**WORK TO BE COMPLETED**. From the data below, return each line in which the string "const" is found.

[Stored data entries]
= = = = = = =

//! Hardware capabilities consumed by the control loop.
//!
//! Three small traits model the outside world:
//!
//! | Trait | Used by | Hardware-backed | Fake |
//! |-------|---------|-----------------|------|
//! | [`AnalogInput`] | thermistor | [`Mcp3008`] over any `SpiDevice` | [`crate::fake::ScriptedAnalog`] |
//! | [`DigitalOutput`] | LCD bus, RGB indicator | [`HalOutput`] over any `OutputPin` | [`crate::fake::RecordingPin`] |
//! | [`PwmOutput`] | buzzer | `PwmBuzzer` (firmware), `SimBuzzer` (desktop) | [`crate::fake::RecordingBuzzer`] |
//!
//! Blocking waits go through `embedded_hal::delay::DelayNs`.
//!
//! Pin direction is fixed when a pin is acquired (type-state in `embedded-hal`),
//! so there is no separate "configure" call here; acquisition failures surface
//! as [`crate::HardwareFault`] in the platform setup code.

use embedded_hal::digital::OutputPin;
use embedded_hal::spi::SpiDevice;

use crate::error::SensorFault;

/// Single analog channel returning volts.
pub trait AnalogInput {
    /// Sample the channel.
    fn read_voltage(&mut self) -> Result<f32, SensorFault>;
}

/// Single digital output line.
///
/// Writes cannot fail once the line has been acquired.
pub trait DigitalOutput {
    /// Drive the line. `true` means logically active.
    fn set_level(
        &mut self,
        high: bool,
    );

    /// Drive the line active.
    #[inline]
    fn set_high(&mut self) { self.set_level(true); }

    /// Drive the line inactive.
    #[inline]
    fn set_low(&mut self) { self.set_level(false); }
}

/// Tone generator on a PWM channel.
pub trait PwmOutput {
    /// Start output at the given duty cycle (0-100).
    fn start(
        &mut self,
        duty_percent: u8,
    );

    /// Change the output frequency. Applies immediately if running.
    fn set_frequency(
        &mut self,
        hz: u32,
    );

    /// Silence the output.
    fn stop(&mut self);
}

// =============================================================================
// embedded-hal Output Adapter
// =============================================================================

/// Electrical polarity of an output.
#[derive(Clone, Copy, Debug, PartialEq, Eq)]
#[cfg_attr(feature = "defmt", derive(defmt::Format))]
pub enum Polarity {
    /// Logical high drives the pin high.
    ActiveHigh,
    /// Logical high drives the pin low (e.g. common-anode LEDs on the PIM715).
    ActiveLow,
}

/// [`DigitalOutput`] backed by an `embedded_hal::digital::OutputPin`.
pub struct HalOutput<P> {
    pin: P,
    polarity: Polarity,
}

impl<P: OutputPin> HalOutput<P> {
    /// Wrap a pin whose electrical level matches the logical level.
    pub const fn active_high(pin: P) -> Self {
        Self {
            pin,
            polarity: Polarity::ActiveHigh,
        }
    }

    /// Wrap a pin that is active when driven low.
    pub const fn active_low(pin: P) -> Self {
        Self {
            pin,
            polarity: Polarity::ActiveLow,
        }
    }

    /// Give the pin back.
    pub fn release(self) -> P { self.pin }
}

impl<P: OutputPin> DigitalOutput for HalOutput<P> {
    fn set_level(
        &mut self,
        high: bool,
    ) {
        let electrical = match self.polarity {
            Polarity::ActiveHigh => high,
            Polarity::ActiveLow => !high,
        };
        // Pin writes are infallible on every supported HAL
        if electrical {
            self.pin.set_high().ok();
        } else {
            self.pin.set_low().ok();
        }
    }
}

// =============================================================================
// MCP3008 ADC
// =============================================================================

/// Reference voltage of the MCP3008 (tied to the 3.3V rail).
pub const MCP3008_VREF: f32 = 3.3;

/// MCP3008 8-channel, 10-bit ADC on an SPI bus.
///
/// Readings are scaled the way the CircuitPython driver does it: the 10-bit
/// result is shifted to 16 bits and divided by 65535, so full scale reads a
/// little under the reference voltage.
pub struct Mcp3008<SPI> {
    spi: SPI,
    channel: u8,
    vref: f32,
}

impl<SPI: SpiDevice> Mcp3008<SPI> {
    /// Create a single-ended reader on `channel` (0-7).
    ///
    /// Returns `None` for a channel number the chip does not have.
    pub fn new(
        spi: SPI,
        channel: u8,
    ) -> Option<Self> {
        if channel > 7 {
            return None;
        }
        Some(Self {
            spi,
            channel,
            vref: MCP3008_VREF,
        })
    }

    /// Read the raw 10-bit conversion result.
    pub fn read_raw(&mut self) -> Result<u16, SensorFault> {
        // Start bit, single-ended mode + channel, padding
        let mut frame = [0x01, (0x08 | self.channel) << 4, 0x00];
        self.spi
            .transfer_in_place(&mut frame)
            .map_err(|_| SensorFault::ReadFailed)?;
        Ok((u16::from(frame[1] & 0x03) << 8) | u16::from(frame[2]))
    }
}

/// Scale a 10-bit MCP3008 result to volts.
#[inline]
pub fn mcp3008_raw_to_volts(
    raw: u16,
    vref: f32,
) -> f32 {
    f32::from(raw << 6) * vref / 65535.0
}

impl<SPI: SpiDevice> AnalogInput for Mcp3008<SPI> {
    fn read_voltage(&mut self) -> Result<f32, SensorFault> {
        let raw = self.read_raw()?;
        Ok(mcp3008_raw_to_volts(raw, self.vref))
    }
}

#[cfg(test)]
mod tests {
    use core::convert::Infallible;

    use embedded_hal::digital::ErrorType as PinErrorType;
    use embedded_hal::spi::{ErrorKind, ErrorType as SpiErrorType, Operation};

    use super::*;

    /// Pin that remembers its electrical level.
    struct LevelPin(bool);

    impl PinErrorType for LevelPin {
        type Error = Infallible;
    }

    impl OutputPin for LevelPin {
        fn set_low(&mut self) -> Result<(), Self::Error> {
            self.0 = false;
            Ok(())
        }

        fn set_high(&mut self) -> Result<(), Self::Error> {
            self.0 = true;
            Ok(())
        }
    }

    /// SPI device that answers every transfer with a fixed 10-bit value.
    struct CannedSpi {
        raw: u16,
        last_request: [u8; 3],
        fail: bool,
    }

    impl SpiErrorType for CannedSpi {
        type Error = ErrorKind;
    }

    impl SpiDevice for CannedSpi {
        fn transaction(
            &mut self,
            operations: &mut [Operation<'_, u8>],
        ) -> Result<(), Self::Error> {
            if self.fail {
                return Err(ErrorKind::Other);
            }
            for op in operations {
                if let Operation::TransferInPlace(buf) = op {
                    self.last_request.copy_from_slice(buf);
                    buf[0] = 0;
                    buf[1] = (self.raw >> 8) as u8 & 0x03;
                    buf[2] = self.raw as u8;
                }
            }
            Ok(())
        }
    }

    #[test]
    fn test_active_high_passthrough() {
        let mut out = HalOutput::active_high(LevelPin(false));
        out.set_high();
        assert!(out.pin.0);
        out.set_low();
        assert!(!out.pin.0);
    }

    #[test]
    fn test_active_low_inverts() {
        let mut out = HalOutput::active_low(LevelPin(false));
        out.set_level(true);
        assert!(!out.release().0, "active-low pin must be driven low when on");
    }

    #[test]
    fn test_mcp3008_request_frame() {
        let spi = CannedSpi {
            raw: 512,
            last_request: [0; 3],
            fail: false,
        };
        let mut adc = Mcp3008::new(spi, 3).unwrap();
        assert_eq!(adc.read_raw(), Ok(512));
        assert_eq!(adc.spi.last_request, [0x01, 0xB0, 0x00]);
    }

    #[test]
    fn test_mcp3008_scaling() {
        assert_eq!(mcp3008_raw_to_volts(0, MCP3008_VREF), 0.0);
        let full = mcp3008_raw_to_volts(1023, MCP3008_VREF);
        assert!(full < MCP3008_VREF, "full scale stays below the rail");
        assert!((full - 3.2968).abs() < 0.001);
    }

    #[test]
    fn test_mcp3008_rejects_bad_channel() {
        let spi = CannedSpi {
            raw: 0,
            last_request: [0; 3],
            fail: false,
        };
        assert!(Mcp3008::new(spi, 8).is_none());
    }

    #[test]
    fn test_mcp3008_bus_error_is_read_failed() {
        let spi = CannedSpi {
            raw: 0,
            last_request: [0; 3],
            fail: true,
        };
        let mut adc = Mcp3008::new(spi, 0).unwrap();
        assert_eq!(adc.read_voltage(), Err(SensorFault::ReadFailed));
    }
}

= = = = = = =

**WRITTEN REPLY**.
    pub const fn active_high(pin: P) -> Self {
    pub const fn active_low(pin: P) -> Self {
pub const MCP3008_VREF: f32 = 3.3;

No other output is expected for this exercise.